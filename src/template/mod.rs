//! Declarative CloudFormation template model.
//!
//! Resources are opaque to this module: it only knows their type name, a JSON
//! property bag, and the edges between them. Edges come from two places:
//! explicit `DependsOn` declarations and the intrinsic references
//! (`Ref`, `Fn::GetAtt`, `Fn::Sub`) found in properties. See [`graph`].

pub mod graph;
pub mod intrinsic;

use serde::Serialize;
use serde_json::{json, Map, Value};
use std::fmt;

pub const FORMAT_VERSION: &str = "2010-09-09";

#[derive(Debug, Clone, PartialEq, Eq, thiserror::Error)]
pub enum TemplateError {
    #[error("Invalid logical id '{0}': must be 1-255 ASCII alphanumeric characters")]
    InvalidLogicalId(String),

    #[error("Duplicate logical id '{0}'")]
    DuplicateLogicalId(String),

    #[error("Properties of '{0}' must be a JSON object")]
    InvalidProperties(String),

    #[error("'{from}' refers to '{to}', which is not declared in the template")]
    DanglingReference { from: String, to: String },

    #[error("Dependency cycle: {}", .0.join(" -> "))]
    Cycle(Vec<String>),

    #[error("Failed to render template: {0}")]
    Render(String),
}

/// Template-local resource name
#[derive(Debug, Clone, PartialEq, Eq, Hash, PartialOrd, Ord, Serialize)]
#[serde(transparent)]
pub struct LogicalId(String);

impl LogicalId {
    pub fn new(id: impl Into<String>) -> Result<Self, TemplateError> {
        let id = id.into();
        if id.is_empty() || id.len() > 255 || !id.chars().all(|c| c.is_ascii_alphanumeric()) {
            return Err(TemplateError::InvalidLogicalId(id));
        }
        Ok(Self(id))
    }

    pub fn as_str(&self) -> &str {
        &self.0
    }
}

impl fmt::Display for LogicalId {
    fn fmt(&self, f: &mut fmt::Formatter<'_>) -> fmt::Result {
        f.write_str(&self.0)
    }
}

impl AsRef<str> for LogicalId {
    fn as_ref(&self) -> &str {
        &self.0
    }
}

#[derive(Debug, Clone, Copy, PartialEq, Eq, Serialize)]
pub enum DeletionPolicy {
    Delete,
    Retain,
}

/// A single resource declaration
#[derive(Debug, Clone, PartialEq, Serialize)]
#[serde(rename_all = "PascalCase")]
pub struct Resource {
    #[serde(rename = "Type")]
    pub type_name: String,
    #[serde(skip_serializing_if = "Vec::is_empty")]
    pub depends_on: Vec<LogicalId>,
    #[serde(skip_serializing_if = "Option::is_none")]
    pub deletion_policy: Option<DeletionPolicy>,
    #[serde(skip_serializing_if = "Value::is_null")]
    pub properties: Value,
}

impl Resource {
    pub fn new(type_name: impl Into<String>, properties: Value) -> Self {
        Self {
            type_name: type_name.into(),
            depends_on: Vec::new(),
            deletion_policy: None,
            properties,
        }
    }

    /// Declare an explicit ordering edge to `other`.
    ///
    /// Needed whenever the resource relies on `other` without referencing any
    /// of its attributes.
    pub fn depends_on(mut self, other: &LogicalId) -> Self {
        if !self.depends_on.contains(other) {
            self.depends_on.push(other.clone());
        }
        self
    }

    pub fn deletion_policy(mut self, policy: DeletionPolicy) -> Self {
        self.deletion_policy = Some(policy);
        self
    }

    /// Property value by name, `None` when absent
    pub fn property(&self, name: &str) -> Option<&Value> {
        self.properties.get(name)
    }
}

/// Stack output
#[derive(Debug, Clone, PartialEq, Serialize)]
#[serde(rename_all = "PascalCase")]
pub struct Output {
    #[serde(skip_serializing_if = "Option::is_none")]
    pub description: Option<String>,
    pub value: Value,
    #[serde(skip_serializing_if = "Option::is_none")]
    pub export: Option<Value>,
}

impl Output {
    pub fn new(value: Value) -> Self {
        Self {
            description: None,
            value,
            export: None,
        }
    }

    pub fn description(mut self, description: impl Into<String>) -> Self {
        self.description = Some(description.into());
        self
    }

    pub fn export(mut self, name: Value) -> Self {
        self.export = Some(json!({ "Name": name }));
        self
    }
}

#[derive(Debug, Clone, Copy, PartialEq, Eq, Default, clap::ValueEnum)]
pub enum Format {
    #[default]
    Json,
    Yaml,
}

impl Format {
    pub fn extension(&self) -> &'static str {
        match self {
            Format::Json => "json",
            Format::Yaml => "yaml",
        }
    }
}

/// An ordered set of resources and outputs
#[derive(Debug, Clone, Default, PartialEq)]
pub struct Template {
    description: Option<String>,
    resources: Vec<(LogicalId, Resource)>,
    outputs: Vec<(LogicalId, Output)>,
}

impl Template {
    pub fn new(description: impl Into<String>) -> Self {
        Self {
            description: Some(description.into()),
            ..Default::default()
        }
    }

    /// Declare a resource, returning its logical id for later references
    pub fn add(&mut self, id: &str, resource: Resource) -> Result<LogicalId, TemplateError> {
        let id = LogicalId::new(id)?;
        if self.contains(&id) {
            return Err(TemplateError::DuplicateLogicalId(id.0));
        }
        if !(resource.properties.is_object() || resource.properties.is_null()) {
            return Err(TemplateError::InvalidProperties(id.0));
        }

        tracing::debug!(logical_id = %id, type_name = %resource.type_name, "Declared resource");
        self.resources.push((id.clone(), resource));
        Ok(id)
    }

    pub fn add_output(&mut self, id: &str, output: Output) -> Result<(), TemplateError> {
        let id = LogicalId::new(id)?;
        if self.outputs.iter().any(|(existing, _)| *existing == id) {
            return Err(TemplateError::DuplicateLogicalId(id.0));
        }
        self.outputs.push((id, output));
        Ok(())
    }

    pub fn contains(&self, id: &LogicalId) -> bool {
        self.resources.iter().any(|(existing, _)| existing == id)
    }

    pub fn get(&self, id: &LogicalId) -> Option<&Resource> {
        self.resources
            .iter()
            .find(|(existing, _)| existing == id)
            .map(|(_, resource)| resource)
    }

    /// Resources in declaration order
    pub fn resources(&self) -> impl Iterator<Item = (&LogicalId, &Resource)> {
        self.resources.iter().map(|(id, resource)| (id, resource))
    }

    /// Resources of one CloudFormation type, in declaration order
    pub fn resources_of_type<'a>(
        &'a self,
        type_name: &'a str,
    ) -> impl Iterator<Item = (&'a LogicalId, &'a Resource)> + 'a {
        self.resources()
            .filter(move |(_, resource)| resource.type_name == type_name)
    }

    pub fn outputs(&self) -> impl Iterator<Item = (&LogicalId, &Output)> {
        self.outputs.iter().map(|(id, output)| (id, output))
    }

    pub fn len(&self) -> usize {
        self.resources.len()
    }

    pub fn to_value(&self) -> Result<Value, TemplateError> {
        let mut root = Map::new();
        root.insert("AWSTemplateFormatVersion".into(), json!(FORMAT_VERSION));
        if let Some(description) = &self.description {
            root.insert("Description".into(), json!(description));
        }

        let mut resources = Map::new();
        for (id, resource) in &self.resources {
            let value = serde_json::to_value(resource)
                .map_err(|e| TemplateError::Render(format!("resource '{}': {}", id, e)))?;
            resources.insert(id.to_string(), value);
        }
        root.insert("Resources".into(), Value::Object(resources));

        if !self.outputs.is_empty() {
            let mut outputs = Map::new();
            for (id, output) in &self.outputs {
                let value = serde_json::to_value(output)
                    .map_err(|e| TemplateError::Render(format!("output '{}': {}", id, e)))?;
                outputs.insert(id.to_string(), value);
            }
            root.insert("Outputs".into(), Value::Object(outputs));
        }

        Ok(Value::Object(root))
    }

    /// Validate the graph and render it in `format`.
    ///
    /// Rendering happens entirely in memory, so a failure never leaves a
    /// partial template behind.
    pub fn render(&self, format: Format) -> Result<String, TemplateError> {
        self.validate()?;
        let value = self.to_value()?;
        match format {
            Format::Json => serde_json::to_string_pretty(&value)
                .map(|mut s| {
                    s.push('\n');
                    s
                })
                .map_err(|e| TemplateError::Render(e.to_string())),
            Format::Yaml => {
                serde_yaml::to_string(&value).map_err(|e| TemplateError::Render(e.to_string()))
            }
        }
    }
}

━━━━━━━━━━━━━━━━━━━━━━━━━━━━━━

**TASK PROMPT**: For the records above, give the number of lines containing the string "InvalidLogicalId" and no other words.

**COMPLETED TASK**: 2